Chi ha provato a seguire l'iter di una domanda attraverso gli uffici pubblici può rendersi conto di come tutto questo sappia di improbabile. Ma mettiamo anche che la macchina organizzativa del Comune o della Provincia sia efficiente come e più del privato. Quanto efficace, quanto approfondito potrà mai essere un'esame di compatibilità territoriale che si svolge con il cronometro?

Nello "speciale turbogas" è possibile leggere il parere regionale richiesto per la pronuncia di compatibilità ambientale riguardante il progetto di trasformazione in ciclo combinato della centrale termoelettrica di Porto Corsini a Ravenna, un'opera autorizzata nel 1996. Dal testo è possibile evincere quanti e quanto complessi siano gli elementi in gioco e quindi il tempo che l'istruttoria deve prendersi per esaminarli tutti con ponderazione.

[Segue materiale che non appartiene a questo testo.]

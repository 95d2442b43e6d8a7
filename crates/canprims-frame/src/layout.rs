//! Kernel frame layout shared by `struct can_frame` and `struct canfd_frame`.
//!
//! ```text
//! ┌──────────────────┬─────────┬──────────┬────────────┬───────────────────┐
//! │ can_id (4B LE)   │ len     │ flags    │ reserved   │ data              │
//! │ id | ERR|RTR|EFF │ (1B)    │ (1B, FD) │ (2B)       │ 8B or 64B         │
//! └──────────────────┴─────────┴──────────┴────────────┴───────────────────┘
//! ```
//!
//! The two formats differ only in total size; the buffer length is the sole
//! discriminant.

/// Size of a classic CAN frame.
pub const CAN_MTU: usize = 16;
/// Size of a CAN FD frame.
pub const CANFD_MTU: usize = 72;
/// Largest frame a receive buffer must hold.
pub const MAX_FRAME_SIZE: usize = CANFD_MTU;

pub const ID_OFFSET: usize = 0;
pub const LEN_OFFSET: usize = 4;
pub const FLAGS_OFFSET: usize = 5;
pub const DATA_OFFSET: usize = 8;

/// Payload ceiling of a classic frame.
pub const CAN_MAX_DLEN: usize = 8;
/// Payload ceiling of an FD frame.
pub const CANFD_MAX_DLEN: usize = 64;

/// Extended frame format flag (bit 31).
pub const EFF_FLAG: u32 = 0x8000_0000;
/// Remote transmission request flag (bit 30).
pub const RTR_FLAG: u32 = 0x4000_0000;
/// Error message frame flag (bit 29).
pub const ERR_FLAG: u32 = 0x2000_0000;

/// Valid bits of a standard (11-bit) identifier.
pub const SFF_MASK: u32 = 0x0000_07FF;
/// Valid bits of an extended (29-bit) identifier; also the id/flags split.
pub const EFF_MASK: u32 = 0x1FFF_FFFF;

/// CAN FD bit rate switch.
pub const CANFD_BRS: u8 = 0x01;
/// CAN FD error state indicator.
pub const CANFD_ESI: u8 = 0x02;

/// Which of the two kernel layouts a buffer holds.
#[derive(Debug, Clone, Copy, PartialEq, Eq, Hash)]
pub enum FrameFormat {
    Classic,
    Fd,
}

impl FrameFormat {
    /// Classify a buffer by its length.
    pub const fn from_len(len: usize) -> Option<Self> {
        match len {
            CAN_MTU => Some(FrameFormat::Classic),
            CANFD_MTU => Some(FrameFormat::Fd),
            _ => None,
        }
    }

    /// Format needed to carry `payload_len` bytes.
    pub const fn for_payload(payload_len: usize) -> Option<Self> {
        if payload_len <= CAN_MAX_DLEN {
            Some(FrameFormat::Classic)
        } else if payload_len <= CANFD_MAX_DLEN {
            Some(FrameFormat::Fd)
        } else {
            None
        }
    }

    /// Total buffer size.
    pub const fn mtu(self) -> usize {
        match self {
            FrameFormat::Classic => CAN_MTU,
            FrameFormat::Fd => CANFD_MTU,
        }
    }

    /// Payload ceiling.
    pub const fn max_payload(self) -> usize {
        match self {
            FrameFormat::Classic => CAN_MAX_DLEN,
            FrameFormat::Fd => CANFD_MAX_DLEN,
        }
    }

    pub const fn is_fd(self) -> bool {
        matches!(self, FrameFormat::Fd)
    }
}
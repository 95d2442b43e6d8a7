//! Build a frame field by field and send it.
//!
//! Run with:
//!   cargo run --example write-frame -- vcan0

use canprims::frame::{CanFrame, FrameWriter, CANFD_BRS};
use canprims::transport::{CanSocket, CanSocketOptions};

fn main() -> Result<(), Box<dyn std::error::Error>> {
    let ifname = std::env::args().nth(1).unwrap_or_else(|| "vcan0".to_string());
    let socket = CanSocket::open_with_options(&ifname, &CanSocketOptions::fd())?;
    let mut writer = FrameWriter::new(socket);

    // Classic frame with an 11-bit id.
    let mut classic = CanFrame::classic();
    classic.set_id(0x123);
    classic.set_payload(&[0xDE, 0xAD, 0xBE, 0xEF])?;
    writer.write_frame(&classic)?;
    eprintln!("sent {classic}");

    // Remote request with an extended id.
    let mut remote = CanFrame::classic();
    remote.set_id(0x18DA_F110);
    remote.set_extended(true);
    remote.set_rtr(true);
    writer.write_frame(&remote)?;
    eprintln!("sent {remote}");

    // FD frame with bit-rate switch, parsed from compact form.
    let mut fd: CanFrame = "7FF##0".parse()?;
    fd.set_fd_flags(CANFD_BRS);
    fd.set_payload(&[0x55; 32])?;
    writer.write_frame(&fd)?;
    eprintln!("sent {fd}");

    Ok(())
}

L'autorizzazione inoltre assume anche valore di concessione edilizia se il comune territorialmente competente si sarà espresso positivamente in merito all’iniziativa e il proponente avrà pagato i relativi oneri concessori e, infine, sostituisce tutte le autorizzazioni, concessioni ed atti di assenso comunque denominati, previsti dalle norme vigenti, eventualmente richiesti ai fini della realizzazione dell’iniziativa autorizzata e costituisce titolo a costruire e ad esercire l’impianto in conformità al progetto approvato.

Infine l'’autorizzazione unica è da intendersi comprensiva delle disposizioni relative alle autorizzazioni previste dalla vigente normativa in materia di inquinamento atmosferico, idrico, acustico e del suolo, anche in recepimento delle direttive elencate nell’allegato II al decreto legislativo 4 agosto 1999 n. 372, e si applica agli impianti esistenti sino a quando il gestore si sia adeguato alle condizioni fissate nell'autorizzazione integrata ambientale rilasciata ai sensi dell'articolo 4 del predetto decreto, nonché ai nuovi impianti, in attesa di ulteriori definizioni normative.

Il problema che si potrà presentare è a quale Autorità fare riferimento in caso di mancata ottemperanza a una o più disposizioni contenute nell'atto autorizzativo. Non vogliamo credere che di questo si occuperà il Ministero delle Attività Produttive, tuttavia il dubbio è lecito. Naturalmente chi è dotato di un minimo di buon senso può riflettere sull'efficacia di un controllo che ha sede a Roma.

Conclusioni

Dalla lettura dell'articolato emerge un principio di fondo. E' l'ora di smetterla con gli ostacoli pregiudiziali al nascere di nuove centrali. Gli altri ostacoli, quelli motivati da vincoli di carattere territoriali o condizioni ambientali particolari, è indispensabile che siano superati. Per incentivare le Amministrazioni a non frapporre impedimenti di natura burocratica sono stabiliti tempi ridotti, anzi ridottissimi, per prendere le relative decisioni. E comunque i dissensi, se minoritari, non avranno appello.